ImageMOSCOW (Reuters) – Russia urged Iran on Wednesday to help it resolve a dispute over paperwork with Azerbaijan which is holding up parts for Iran's first nuclear power station, or face delays to commissioning the plant.

Russia says Azeri officials at the border with Iran last month halted a cargo of heat insulators for the Bushehr nuclear plant, which a Russian contractor is helping to build.

"If Iran wants to keep to the previously agreed timetable for the launch of the reactor at Iran's first nuclear power station, then it would be expedient to resolve this situation with Azerbaijan in a neighborly way," the Russian official said on condition his name was not used.

Earlier, an unidentified Iranian official was quoted by Iran's ISNA news agency as saying that Russia was responsible for the timely delivery of the equipment.

The heat insulators were stopped at Astara, on the Azeri-Iranian border on March 29, Russian officials said.
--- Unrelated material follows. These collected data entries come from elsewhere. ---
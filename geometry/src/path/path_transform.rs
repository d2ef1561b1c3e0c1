/*
 * This Source Code Form is subject to the terms of the Mozilla Public
 * License, v. 2.0. If a copy of the MPL was not distributed with this
 * file, You can obtain one at https://mozilla.org/MPL/2.0/.
 */

use super::path::*;
use super::segment::*;
use super::subpath::*;
use crate::geo::*;
use crate::error::*;

use std::cell::Cell;
use std::sync::Arc;

impl Path {
    ///
    /// Applies a function to every point in the path, producing a new path or failing without changing this one
    ///
    fn try_map_points<F>(&self, mut map: F) -> Result<Path, GeometryError>
    where
        F: FnMut(FixedPoint) -> Result<FixedPoint, GeometryError>,
    {
        let mut subpaths = vec![];
        subpaths.try_reserve(self.storage.subpaths.len())?;

        for subpath in self.storage.subpaths.iter() {
            let mut segments = vec![];
            segments.try_reserve(subpath.segments.len())?;

            for segment in subpath.segments.iter() {
                segments.push(segment.try_map_points(&mut map)?);
            }

            subpaths.push(Subpath { segments, is_closed: subpath.is_closed, curve_count: subpath.curve_count });
        }

        let position = match self.position {
            Some(position)  => Some(map(position)?),
            None            => None,
        };

        Ok(Path {
            storage:    Arc::new(PathStorage { subpaths, curve_count: self.storage.curve_count }),
            position,
            state:      self.state,
            bounds:     Cell::new(None),
            bbox_limit: None,
        })
    }

    ///
    /// Moves every point in this path by the specified offset
    ///
    pub fn translate(&mut self, offset: FixedPoint) -> Result<(), GeometryError> {
        let translated = self.try_map_points(|point| point.checked_add(offset))?;
        *self = translated;

        Ok(())
    }

    ///
    /// Scales this path by a power of 2 along each axis (negative values shrink the path)
    ///
    pub fn scale_exp2(&mut self, log2_x: i32, log2_y: i32) -> Result<(), GeometryError> {
        let scaled = self.try_map_points(|point| Ok(FixedPoint::new(point.x.scale_exp2(log2_x)?, point.y.scale_exp2(log2_y)?)))?;
        *self = scaled;

        Ok(())
    }

    ///
    /// Returns a copy of this path with the direction of every subpath reversed
    ///
    /// Closed subpaths stay closed and start from the same point. A trailing moveto is kept.
    ///
    pub fn copy_reversed(&self) -> Result<Path, GeometryError> {
        let mut reversed = Path::new();

        for subpath in self.subpaths() {
            let segments    = subpath.segments();
            let closed      = subpath.is_closed();

            // Drop the closepath: a closed subpath is reversed starting from its start point
            let body = match segments.last() {
                Some(Segment::Close { .. }) => &segments[..segments.len() - 1],
                _                           => segments,
            };

            let end_point = body[body.len() - 1].end_point();
            if closed {
                reversed.add_point(subpath.start_point())?;
                if end_point != subpath.start_point() {
                    reversed.add_line(end_point)?;
                }
            } else {
                reversed.add_point(end_point)?;
            }

            // Walk back over the segments: segment i runs from body[i-1] to body[i]
            for idx in (1..body.len()).rev() {
                let previous    = body[idx - 1].end_point();

                // The note describing the join at the start of a reversed segment belongs to the segment after it
                let notes       = body.get(idx + 1).map(|segment| segment.notes()).unwrap_or(SegmentNotes::NONE);

                match body[idx] {
                    Segment::Curve { cp1, cp2, .. } => reversed.add_curve_notes(cp2, cp1, previous, notes)?,

                    Segment::Line { .. } if closed && idx == 1 => {
                        // The closepath draws this line
                    }

                    _ => reversed.add_line_notes(previous, notes)?,
                }
            }

            if closed {
                reversed.close_subpath()?;
            }
        }

        if self.last_op_was_moveto() {
            reversed.add_point(self.current_point()?)?;
        }

        Ok(reversed)
    }
}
Azeri customs officials say the cargo needs a special permit which was not supplied but the Russian official blamed the delay on "a political decision by the republic's authorities." He did not elaborate.
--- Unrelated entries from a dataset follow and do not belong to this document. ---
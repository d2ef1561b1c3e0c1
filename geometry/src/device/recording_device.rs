/*
 * This Source Code Form is subject to the terms of the Mozilla Public
 * License, v. 2.0. If a copy of the MPL was not distributed with this
 * file, You can obtain one at https://mozilla.org/MPL/2.0/.
 */

use super::device_trait::*;
use crate::clip::*;
use crate::geo::*;
use crate::path::*;
use crate::error::*;

///
/// A call made to a `RecordingDevice`
///
#[derive(Clone, PartialEq, Debug)]
pub enum DeviceCall {
    FillPath { path: Path, rule: WindingRule, adjust: FixedPoint, clip: Option<ClipId> },
    FillRectangle { x: i32, y: i32, width: i32, height: i32 },
    DrawThinLine { from: FixedPoint, to: FixedPoint },
    FillTriangle { origin: FixedPoint, a: FixedPoint, b: FixedPoint },
    FillParallelogram { origin: FixedPoint, a: FixedPoint, b: FixedPoint },
}

///
/// A device that draws nothing, but keeps a list of every call made to it
///
#[derive(Clone, Debug, Default)]
pub struct RecordingDevice {
    calls: Vec<DeviceCall>,
}

impl RecordingDevice {
    pub fn new() -> RecordingDevice {
        RecordingDevice { calls: vec![] }
    }

    #[inline]
    pub fn calls(&self) -> &[DeviceCall] {
        &self.calls
    }

    ///
    /// Returns the calls recorded so far and starts a new list
    ///
    pub fn take_calls(&mut self) -> Vec<DeviceCall> {
        std::mem::take(&mut self.calls)
    }

    fn record(&mut self, call: DeviceCall) -> Result<(), GeometryError> {
        self.calls.try_reserve(1)?;
        self.calls.push(call);

        Ok(())
    }
}

impl Device for RecordingDevice {
    fn fill_path(&mut self, path: &Path, rule: WindingRule, adjust: FixedPoint, clip: Option<&ClipPath>) -> Result<(), GeometryError> {
        self.record(DeviceCall::FillPath { path: path.clone(), rule, adjust, clip: clip.map(|clip| clip.id()) })
    }

    fn fill_rectangle(&mut self, x: i32, y: i32, width: i32, height: i32) -> Result<(), GeometryError> {
        self.record(DeviceCall::FillRectangle { x, y, width, height })
    }

    fn draw_thin_line(&mut self, from: FixedPoint, to: FixedPoint) -> Result<(), GeometryError> {
        self.record(DeviceCall::DrawThinLine { from, to })
    }

    fn fill_triangle(&mut self, origin: FixedPoint, a: FixedPoint, b: FixedPoint) -> Result<(), GeometryError> {
        self.record(DeviceCall::FillTriangle { origin, a, b })
    }

    fn fill_parallelogram(&mut self, origin: FixedPoint, a: FixedPoint, b: FixedPoint) -> Result<(), GeometryError> {
        self.record(DeviceCall::FillParallelogram { origin, a, b })
    }
}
Russia has already delivered nuclear fuel under a $1 billion contract to build the Bushehr plant, on the Gulf coast in southwest Iran, and Iranian officials say the reactor is likely to be started up in 2008.

Russia made a contract to build the plant in 1995 on the base of an earlier project begun in the 1970s by German firm Siemens. Siemens's project was disrupted by Iran's 1979 Islamic revolution and the 1980-88 Iran-Iraq war.

The United States and Russia say the plant means Tehran does not need to enrich uranium itself. But Iranian officials say it is their right to have a domestic enrichment program.

Russia has tried to push Tehran to be more open about its nuclear program and has warned the West against pushing Iran's leaders into a corner.